April 7, 2022 @ 11:00 am - 12:30 pm

 

Abstract: The changing norms of Muslim women’s dress and national participation are intersectionally gendered and racialized in the twenty-first-century Anglophone Caribbean, where nineteenth-century subcontinental Indian indentured labor, rather than translatlantic African slavery, has been more visibly linked to regional Islam. Gendered Muslim dress and cultural practices are framed as obstructing postcolonial creolization projects and demonstrating allegiance to a radicalized “global Islam”, rather than to the Caribbean nation-state.

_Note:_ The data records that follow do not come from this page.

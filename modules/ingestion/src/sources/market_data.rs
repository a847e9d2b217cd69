use super::http::get_json;
use super::{SourceAdapter, SourceError};
use async_trait::async_trait;
use event_bus::SourceEvent;
use serde::Deserialize;
use serde_json::json;
use std::collections::BTreeMap;
use std::time::Duration;

pub const SOURCE_SYSTEM: &str = "market_data";
pub const EVENT_TYPE: &str = "MARKET_PRICE_UPDATED";

#[derive(Deserialize)]
struct MarketSnapshot {
    #[serde(default)]
    timestamp: Option<String>,
    data: MarketData,
}

#[derive(Deserialize)]
struct MarketData {
    commodity_prices: BTreeMap<String, f64>,
    #[serde(default)]
    currency: Option<String>,
}

/// Commodity price feed; one event per commodity, keyed by commodity name
pub struct MarketDataAdapter {
    client: reqwest::Client,
    url: String,
    api_key: Option<String>,
    poll_interval: Duration,
}

impl MarketDataAdapter {
    pub fn new(
        client: reqwest::Client,
        url: String,
        api_key: Option<String>,
        poll_interval: Duration,
    ) -> Self {
        Self {
            client,
            url,
            api_key,
            poll_interval,
        }
    }
}

#[async_trait]
impl SourceAdapter for MarketDataAdapter {
    fn source_system(&self) -> &str {
        SOURCE_SYSTEM
    }

    fn poll_interval(&self) -> Duration {
        self.poll_interval
    }

    async fn fetch_data(&self) -> Result<Vec<SourceEvent>, SourceError> {
        let mut request = self.client.get(&self.url);
        if let Some(key) = &self.api_key {
            request = request.header("X-Api-Key", key);
        }

        let snapshot: MarketSnapshot = get_json(request).await?;
        let timestamp = snapshot.timestamp;
        let currency = snapshot.data.currency;

        Ok(snapshot
            .data
            .commodity_prices
            .into_iter()
            .map(|(commodity, price)| SourceEvent {
                id: timestamp.as_ref().map(|ts| format!("{}@{}", commodity, ts)),
                event_type: Some(EVENT_TYPE.to_string()),
                entity_id: Some(commodity.clone()),
                timestamp: timestamp.clone(),
                data: Some(json!({
                    "commodity": commodity,
                    "price": price,
                    "currency": currency,
                })),
            })
            .collect())
    }
}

Aliyah Khan is associate professor of English, and Afroamerican and African Studies, at the University of Michigan, Ann Arbor. She is also director of the U-M Global Islamic Studies Center. Her research fields are 19th-21st Caribbean literature and Muslim and Islamic literatures, with emphases on race, gender, and sexuality. Khan is the author of Far from Mecca: Globalizing the Muslim Caribbean (Rutgers University Press 2020 and University of the West Indies Press 2021), the first academic monograph on the history, literature, and music of enslaved African and indentured South Asian Indian Muslims in the Anglophone Caribbean. Far from Mecca received honorable mention in the 2021 Modern Language Association Prize for a first book. Khan’s writing and interviews also appear in the Caribbean Review of Gender Studies, the Journal of West Indian LiteratureCaribbean Quarterly, GLQ, and Pree: Caribbean Writing, and on podcasts and in media including Sapelo Square, The Polis Project, the Black Agenda Report, Chicago’s Radio Islam, National Public Radio, and the Washington Post.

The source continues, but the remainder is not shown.